§ **Record excerpts**:
━━━━━━
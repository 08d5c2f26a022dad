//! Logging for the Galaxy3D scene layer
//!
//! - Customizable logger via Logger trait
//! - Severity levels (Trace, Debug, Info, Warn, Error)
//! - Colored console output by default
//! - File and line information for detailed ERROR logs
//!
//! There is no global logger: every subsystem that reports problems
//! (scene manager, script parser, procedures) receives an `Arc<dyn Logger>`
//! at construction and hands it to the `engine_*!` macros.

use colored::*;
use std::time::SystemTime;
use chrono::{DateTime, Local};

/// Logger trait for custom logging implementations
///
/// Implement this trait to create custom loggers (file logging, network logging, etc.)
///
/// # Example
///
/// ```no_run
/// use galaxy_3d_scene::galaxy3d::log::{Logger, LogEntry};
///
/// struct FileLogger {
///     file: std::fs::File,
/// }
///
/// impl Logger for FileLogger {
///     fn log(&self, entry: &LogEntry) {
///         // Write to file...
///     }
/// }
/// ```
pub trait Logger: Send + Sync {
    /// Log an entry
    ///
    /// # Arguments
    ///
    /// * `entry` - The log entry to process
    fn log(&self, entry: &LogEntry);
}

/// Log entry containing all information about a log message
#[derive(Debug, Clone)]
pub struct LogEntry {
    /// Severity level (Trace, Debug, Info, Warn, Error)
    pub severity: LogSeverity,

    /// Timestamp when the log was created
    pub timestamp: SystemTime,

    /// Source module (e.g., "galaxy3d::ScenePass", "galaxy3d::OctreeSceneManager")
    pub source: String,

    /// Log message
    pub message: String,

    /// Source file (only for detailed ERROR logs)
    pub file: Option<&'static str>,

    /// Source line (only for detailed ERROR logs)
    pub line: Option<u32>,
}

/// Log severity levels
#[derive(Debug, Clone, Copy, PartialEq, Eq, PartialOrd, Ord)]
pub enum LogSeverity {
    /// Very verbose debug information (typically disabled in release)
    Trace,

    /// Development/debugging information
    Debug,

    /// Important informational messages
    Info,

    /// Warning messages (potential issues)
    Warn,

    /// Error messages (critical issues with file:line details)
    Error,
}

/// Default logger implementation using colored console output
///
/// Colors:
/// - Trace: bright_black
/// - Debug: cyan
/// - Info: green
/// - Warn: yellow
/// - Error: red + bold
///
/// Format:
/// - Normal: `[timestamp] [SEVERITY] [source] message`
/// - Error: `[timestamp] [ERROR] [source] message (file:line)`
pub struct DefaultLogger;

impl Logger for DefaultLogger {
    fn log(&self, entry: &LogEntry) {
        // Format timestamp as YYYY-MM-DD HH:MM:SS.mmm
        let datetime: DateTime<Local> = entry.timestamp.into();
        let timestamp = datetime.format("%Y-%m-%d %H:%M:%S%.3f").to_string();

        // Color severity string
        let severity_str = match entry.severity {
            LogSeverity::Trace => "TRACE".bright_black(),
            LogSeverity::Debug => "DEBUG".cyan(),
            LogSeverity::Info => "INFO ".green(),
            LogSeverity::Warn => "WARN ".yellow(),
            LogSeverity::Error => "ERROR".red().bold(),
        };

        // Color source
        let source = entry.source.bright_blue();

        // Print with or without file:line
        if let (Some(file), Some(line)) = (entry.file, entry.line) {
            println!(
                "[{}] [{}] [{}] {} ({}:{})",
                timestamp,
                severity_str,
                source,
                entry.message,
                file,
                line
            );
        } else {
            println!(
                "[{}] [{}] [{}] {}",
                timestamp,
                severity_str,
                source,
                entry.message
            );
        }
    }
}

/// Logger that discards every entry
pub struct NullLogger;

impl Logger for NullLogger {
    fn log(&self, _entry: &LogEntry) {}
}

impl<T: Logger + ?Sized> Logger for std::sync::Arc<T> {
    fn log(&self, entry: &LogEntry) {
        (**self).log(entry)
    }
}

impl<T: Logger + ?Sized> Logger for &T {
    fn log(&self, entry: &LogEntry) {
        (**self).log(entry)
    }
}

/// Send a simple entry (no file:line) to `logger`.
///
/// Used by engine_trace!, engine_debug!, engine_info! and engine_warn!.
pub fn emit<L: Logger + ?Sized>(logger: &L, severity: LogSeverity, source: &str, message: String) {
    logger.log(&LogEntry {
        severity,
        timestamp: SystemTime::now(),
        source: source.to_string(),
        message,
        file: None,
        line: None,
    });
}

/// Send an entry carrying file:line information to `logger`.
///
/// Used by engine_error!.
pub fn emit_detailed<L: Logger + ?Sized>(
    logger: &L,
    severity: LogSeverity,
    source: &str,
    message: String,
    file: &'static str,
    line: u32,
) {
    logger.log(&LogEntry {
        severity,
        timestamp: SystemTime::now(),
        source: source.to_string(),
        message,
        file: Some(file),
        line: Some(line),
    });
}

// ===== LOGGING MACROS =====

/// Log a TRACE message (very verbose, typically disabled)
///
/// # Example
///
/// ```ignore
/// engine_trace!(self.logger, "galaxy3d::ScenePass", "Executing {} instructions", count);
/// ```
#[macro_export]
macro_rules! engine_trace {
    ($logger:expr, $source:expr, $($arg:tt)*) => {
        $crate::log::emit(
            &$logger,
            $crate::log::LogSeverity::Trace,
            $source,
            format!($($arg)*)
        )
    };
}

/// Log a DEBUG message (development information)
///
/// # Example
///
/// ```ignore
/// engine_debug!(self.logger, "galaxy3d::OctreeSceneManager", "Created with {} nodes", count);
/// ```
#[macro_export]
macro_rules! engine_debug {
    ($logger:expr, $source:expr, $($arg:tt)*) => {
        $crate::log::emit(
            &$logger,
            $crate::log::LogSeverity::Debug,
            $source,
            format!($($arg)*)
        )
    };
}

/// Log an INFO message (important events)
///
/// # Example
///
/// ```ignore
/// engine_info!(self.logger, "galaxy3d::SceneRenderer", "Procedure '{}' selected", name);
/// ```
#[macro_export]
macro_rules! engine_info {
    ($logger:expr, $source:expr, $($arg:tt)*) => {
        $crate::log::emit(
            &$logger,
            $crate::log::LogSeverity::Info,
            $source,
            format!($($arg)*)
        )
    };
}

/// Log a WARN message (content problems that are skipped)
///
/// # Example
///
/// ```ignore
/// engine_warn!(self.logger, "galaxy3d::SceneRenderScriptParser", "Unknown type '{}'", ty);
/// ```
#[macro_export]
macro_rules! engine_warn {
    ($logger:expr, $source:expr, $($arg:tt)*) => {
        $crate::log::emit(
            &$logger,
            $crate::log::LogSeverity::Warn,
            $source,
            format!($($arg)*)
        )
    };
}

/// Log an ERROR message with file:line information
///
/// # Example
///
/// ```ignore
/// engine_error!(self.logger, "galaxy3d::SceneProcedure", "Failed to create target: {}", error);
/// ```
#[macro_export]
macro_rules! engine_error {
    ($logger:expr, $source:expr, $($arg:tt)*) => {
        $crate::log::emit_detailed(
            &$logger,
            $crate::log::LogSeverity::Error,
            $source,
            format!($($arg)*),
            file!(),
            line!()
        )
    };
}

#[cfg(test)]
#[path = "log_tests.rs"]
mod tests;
━━━━━━
§ **What is needed**:
Your task is to extract all of the records exactly.

§ **Result of the exercise**:
repository 08d5c2f26a022dad
//! Logging for the Galaxy3D scene layer
//!
//! - Customizable logger via Logger trait
//! - Severity levels (Trace, Debug, Info, Warn, Error)
//! - Colored console output by default
//! - File and line information for detailed ERROR logs
//!
//! There is no global logger: every subsystem that reports problems
//! (scene manager, script parser, procedures) receives an `Arc<dyn Logger>`
//! at construction and hands it to the `engine_*!` macros.

use colored::*;
use std::time::SystemTime;
use chrono::{DateTime, Local};

/// Logger trait for custom logging implementations
///
/// Implement this trait to create custom loggers (file logging, network logging, etc.)
///
/// # Example
///
/// ```no_run
/// use galaxy_3d_scene::galaxy3d::log::{Logger, LogEntry};
///
/// struct FileLogger {
///     file: std::fs::File,
/// }
///
/// impl Logger for FileLogger {
///     fn log(&self, entry: &LogEntry) {
///         // Write to file...
///     }
/// }
/// ```
pub trait Logger: Send + Sync {
    /// Log an entry
    ///
    /// # Arguments
    ///
    /// * `entry` - The log entry to process
    fn log(&self, entry: &LogEntry);
}

/// Log entry containing all information about a log message
#[derive(Debug, Clone)]
pub struct LogEntry {
    /// Severity level (Trace, Debug, Info, Warn, Error)
    pub severity: LogSeverity,

    /// Timestamp when the log was created
    pub timestamp: SystemTime,

    /// Source module (e.g., "galaxy3d::ScenePass", "galaxy3d::OctreeSceneManager")
    pub source: String,

    /// Log message
    pub message: String,

    /// Source file (only for detailed ERROR logs)
    pub file: Option<&'static str>,

    /// Source line (only for detailed ERROR logs)
    pub line: Option<u32>,
}

/// Log severity levels
#[derive(Debug, Clone, Copy, PartialEq, Eq, PartialOrd, Ord)]
pub enum LogSeverity {
    /// Very verbose debug information (typically disabled in release)
    Trace,

    /// Development/debugging information
    Debug,

    /// Important informational messages
    Info,

    /// Warning messages (potential issues)
    Warn,

    /// Error messages (critical issues with file:line details)
    Error,
}

/// Default logger implementation using colored console output
///
/// Colors:
/// - Trace: bright_black
/// - Debug: cyan
/// - Info: green
/// - Warn: yellow
/// - Error: red + bold
///
/// Format:
/// - Normal: `[timestamp] [SEVERITY] [source] message`
/// - Error: `[timestamp] [ERROR] [source] message (file:line)`
pub struct DefaultLogger;

impl Logger for DefaultLogger {
    fn log(&self, entry: &LogEntry) {
        // Format timestamp as YYYY-MM-DD HH:MM:SS.mmm
        let datetime: DateTime<Local> = entry.timestamp.into();
        let timestamp = datetime.format("%Y-%m-%d %H:%M:%S%.3f").to_string();

        // Color severity string
        let severity_str = match entry.severity {
            LogSeverity::Trace => "TRACE".bright_black(),
            LogSeverity::Debug => "DEBUG".cyan(),
            LogSeverity::Info => "INFO ".green(),
            LogSeverity::Warn => "WARN ".yellow(),
            LogSeverity::Error => "ERROR".red().bold(),
        };

        // Color source
        let source = entry.source.bright_blue();

        // Print with or without file:line
        if let (Some(file), Some(line)) = (entry.file, entry.line) {
            println!(
                "[{}] [{}] [{}] {} ({}:{})",
                timestamp,
                severity_str,
                source,
                entry.message,
                file,
                line
            );
        } else {
            println!(
                "[{}] [{}] [{}] {}",
                timestamp,
                severity_str,
                source,
                entry.message
            );
        }
    }
}

/// Logger that discards every entry
pub struct NullLogger;

impl Logger for NullLogger {
    fn log(&self, _entry: &LogEntry) {}
}

impl<T: Logger + ?Sized> Logger for std::sync::Arc<T> {
    fn log(&self, entry: &LogEntry) {
        (**self).log(entry)
    }
}

impl<T: Logger + ?Sized> Logger for &T {
    fn log(&self, entry: &LogEntry) {
        (**self).log(entry)
    }
}

/// Send a simple entry (no file:line) to `logger`.
///
/// Used by engine_trace!, engine_debug!, engine_info! and engine_warn!.
pub fn emit<L: Logger + ?Sized>(logger: &L, severity: LogSeverity, source: &str, message: String) {
    logger.log(&LogEntry {
        severity,
        timestamp: SystemTime::now(),
        source: source.to_string(),
        message,
        file: None,
        line: None,
    });
}

/// Send an entry carrying file:line information to `logger`.
///
/// Used by engine_error!.
pub fn emit_detailed<L: Logger + ?Sized>(
    logger: &L,
    severity: LogSeverity,
    source: &str,
    message: String,
    file: &'static str,
    line: u32,
) {
    logger.log(&LogEntry {
        severity,
        timestamp: SystemTime::now(),
        source: source.to_string(),
        message,
        file: Some(file),
        line: Some(line),
    });
}

// ===== LOGGING MACROS =====

/// Log a TRACE message (very verbose, typically disabled)
///
/// # Example
///
/// ```ignore
/// engine_trace!(self.logger, "galaxy3d::ScenePass", "Executing {} instructions", count);
/// ```
#[macro_export]
macro_rules! engine_trace {
    ($logger:expr, $source:expr, $($arg:tt)*) => {
        $crate::log::emit(
            &$logger,
            $crate::log::LogSeverity::Trace,
            $source,
            format!($($arg)*)
        )
    };
}

/// Log a DEBUG message (development information)
///
/// # Example
///
/// ```ignore
/// engine_debug!(self.logger, "galaxy3d::OctreeSceneManager", "Created with {} nodes", count);
/// ```
#[macro_export]
macro_rules! engine_debug {
    ($logger:expr, $source:expr, $($arg:tt)*) => {
        $crate::log::emit(
            &$logger,
            $crate::log::LogSeverity::Debug,
            $source,
            format!($($arg)*)
        )
    };
}

/// Log an INFO message (important events)
///
/// # Example
///
/// ```ignore
/// engine_info!(self.logger, "galaxy3d::SceneRenderer", "Procedure '{}' selected", name);
/// ```
#[macro_export]
macro_rules! engine_info {
    ($logger:expr, $source:expr, $($arg:tt)*) => {
        $crate::log::emit(
            &$logger,
            $crate::log::LogSeverity::Info,
            $source,
            format!($($arg)*)
        )
    };
}

/// Log a WARN message (content problems that are skipped)
///
/// # Example
///
/// ```ignore
/// engine_warn!(self.logger, "galaxy3d::SceneRenderScriptParser", "Unknown type '{}'", ty);
/// ```
#[macro_export]
macro_rules! engine_warn {
    ($logger:expr, $source:expr, $($arg:tt)*) => {
        $crate::log::emit(
            &$logger,
            $crate::log::LogSeverity::Warn,
            $source,
            format!($($arg)*)
        )
    };
}

/// Log an ERROR message with file:line information
///
/// # Example
///
/// ```ignore
/// engine_error!(self.logger, "galaxy3d::SceneProcedure", "Failed to create target: {}", error);
/// ```
#[macro_export]
macro_rules! engine_error {
    ($logger:expr, $source:expr, $($arg:tt)*) => {
        $crate::log::emit_detailed(
            &$logger,
            $crate::log::LogSeverity::Error,
            $source,
            format!($($arg)*),
            file!(),
            line!()
        )
    };
}

#[cfg(test)]
#[path = "log_tests.rs"]
mod tests;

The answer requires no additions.